La cryogénisation, c'est la congélation du corps d'un individu récemment décédé, et sa conservation en attendant un jour hypothétique où les progrès de la médecine et de la (nano)technologie permettront de réparer ce corps et de le ramener à la vie. C'est le thème du film Vanilla Sky [Blu-ray] , avec Tom Cruise (un très bon film, ceci dit).
Ne confondons pas la cryogénisation avec l'hibernation artificielle, comme celle que l'on voit dans de nombreux films de SF, depuis 2001, l'odyssée de l'espace jusqu'à Passengers (excellent film) dans laquelle le métabolisme est seulement très ralenti, mais pas arrêté.
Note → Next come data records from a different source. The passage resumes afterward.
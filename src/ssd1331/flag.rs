/// Various flags and constants used in the SSD1331 OLED driver.
///
/// Parameter bytes that follow a [`Cmd`](super::cmd::Cmd) opcode.
pub struct Flag;
#[allow(missing_docs)]
impl Flag {
    // Master Current Control (0x87): 8/16 of full scale
    pub const MASTER_CURRENT_HALF: u8 = 0x07;

    // Remap & Color Depth (0xA0)
    // 65k color format, COM split odd/even, scan COM63 to COM0, column 95 to SEG0
    pub const REMAP_65K_COLOR: u8 = 0x72;

    pub const START_LINE_TOP: u8 = 0x00;
    pub const DISPLAY_OFFSET_NONE: u8 = 0x00;

    // Multiplex Ratio (0xA8): 64 MUX
    pub const MULTIPLEX_64: u8 = 0x3F;

    // Master Configuration (0xAD): select external VCC supply
    pub const MASTER_CONFIG_EXTERNAL_VCC: u8 = 0x8E;

    // Power Save Mode (0xB0): disable power save
    pub const POWER_SAVE_DISABLE: u8 = 0x0B;

    // Phase 1 and 2 Period Adjustment (0xB1)
    pub const PHASE_PERIOD_DEFAULT: u8 = 0x31;

    // Display Clock Divider / Oscillator Frequency (0xB3)
    pub const CLOCK_DIVIDER_DEFAULT: u8 = 0xF0;

    // Pre-charge Level (0xBB) and VCOMH (0xBE)
    pub const PRE_CHARGE_DEFAULT: u8 = 0x3E;
    pub const VCOMH_DEFAULT: u8 = 0x3E;

    // Dim Mode Setting (0xAB): first parameter is reserved
    pub const DIM_MODE_RESERVED: u8 = 0x00;

    // Fill Enable (0x26)
    pub const FILL_RECTANGLE_ON: u8 = 0xA1;
    pub const FILL_RECTANGLE_OFF: u8 = 0xA0;

    // Command Lock (0xFD)
    pub const COMMAND_LOCK: u8 = 0x16;
    pub const COMMAND_UNLOCK: u8 = 0x12;
}
//! Platform side of the bus: peripheral bring-up and SPI sessions
//!
//! The driver never opens hardware itself. An implementation of [`Host`]
//! for the target platform (spidev, esp-idf, a test double...) hands out an
//! [`SpiBus`] for the configured address.

use embedded_hal::spi::{Mode, SpiBus, MODE_3};
use fugit::HertzU32;

/// Bus parameters for one SSD1331 session.
///
/// Mode and word size are fixed by the controller: clock idle high, data
/// sampled on the trailing edge (mode 3), 8-bit words.
#[derive(Clone, Copy, Debug, PartialEq, Eq)]
pub struct BusConfig {
    /// SPI clock frequency
    pub frequency: HertzU32,
    /// Clock polarity and phase, always [`MODE_3`]
    pub mode: Mode,
    /// Bits per word, always 8
    pub word_size: u8,
}

impl BusConfig {
    /// Bus configuration at the given clock frequency
    pub fn new(frequency: HertzU32) -> Self {
        BusConfig {
            frequency,
            mode: MODE_3,
            word_size: 8,
        }
    }
}

/// Opens and closes bus sessions on the platform.
pub trait Host {
    /// The bus session, a full-duplex or write-only SPI bus
    type Bus: SpiBus<u8>;

    /// Bring up the platform's peripheral drivers.
    ///
    /// Must be idempotent: several drivers may share one platform.
    fn acquire(&mut self) -> anyhow::Result<()>;

    /// Open the bus named `address` with the given configuration
    fn open(&mut self, address: &str, config: &BusConfig) -> anyhow::Result<Self::Bus>;

    /// Release a bus previously returned by [`Host::open`]
    fn close(&mut self, bus: Self::Bus) -> anyhow::Result<()>;
}

impl<H: Host + ?Sized> Host for &mut H {
    type Bus = H::Bus;

    fn acquire(&mut self) -> anyhow::Result<()> {
        (**self).acquire()
    }

    fn open(&mut self, address: &str, config: &BusConfig) -> anyhow::Result<Self::Bus> {
        (**self).open(address, config)
    }

    fn close(&mut self, bus: Self::Bus) -> anyhow::Result<()> {
        (**self).close(bus)
    }
}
Avec la cryogénisation, le corps est complètement gelé à -180 degrés.
C'est encore un milliardaire, le canadien Robert Miller, créateur de l'un des plus grands réseaux de distribution de biens électroniques, DFS, qui s'intéresse le plus à ce sujet. L'homme finance la fondation Alcor, lancée en 1972. Cet organisme propose à ses membres de conserver leur corps, ou uniquement leur cerveau, en cryogénisation pour un montant minimal de 200000 dollars en attendant de pouvoir jouir des fruits de la recherche. Accueillant déjà quelque 118 "patients" dans des caissons à basse température, Alcor compte, à ce jour, près de 1000 membres, dont plusieurs célébrités - un producteur, un sportif et, bien sûr, des chercheurs.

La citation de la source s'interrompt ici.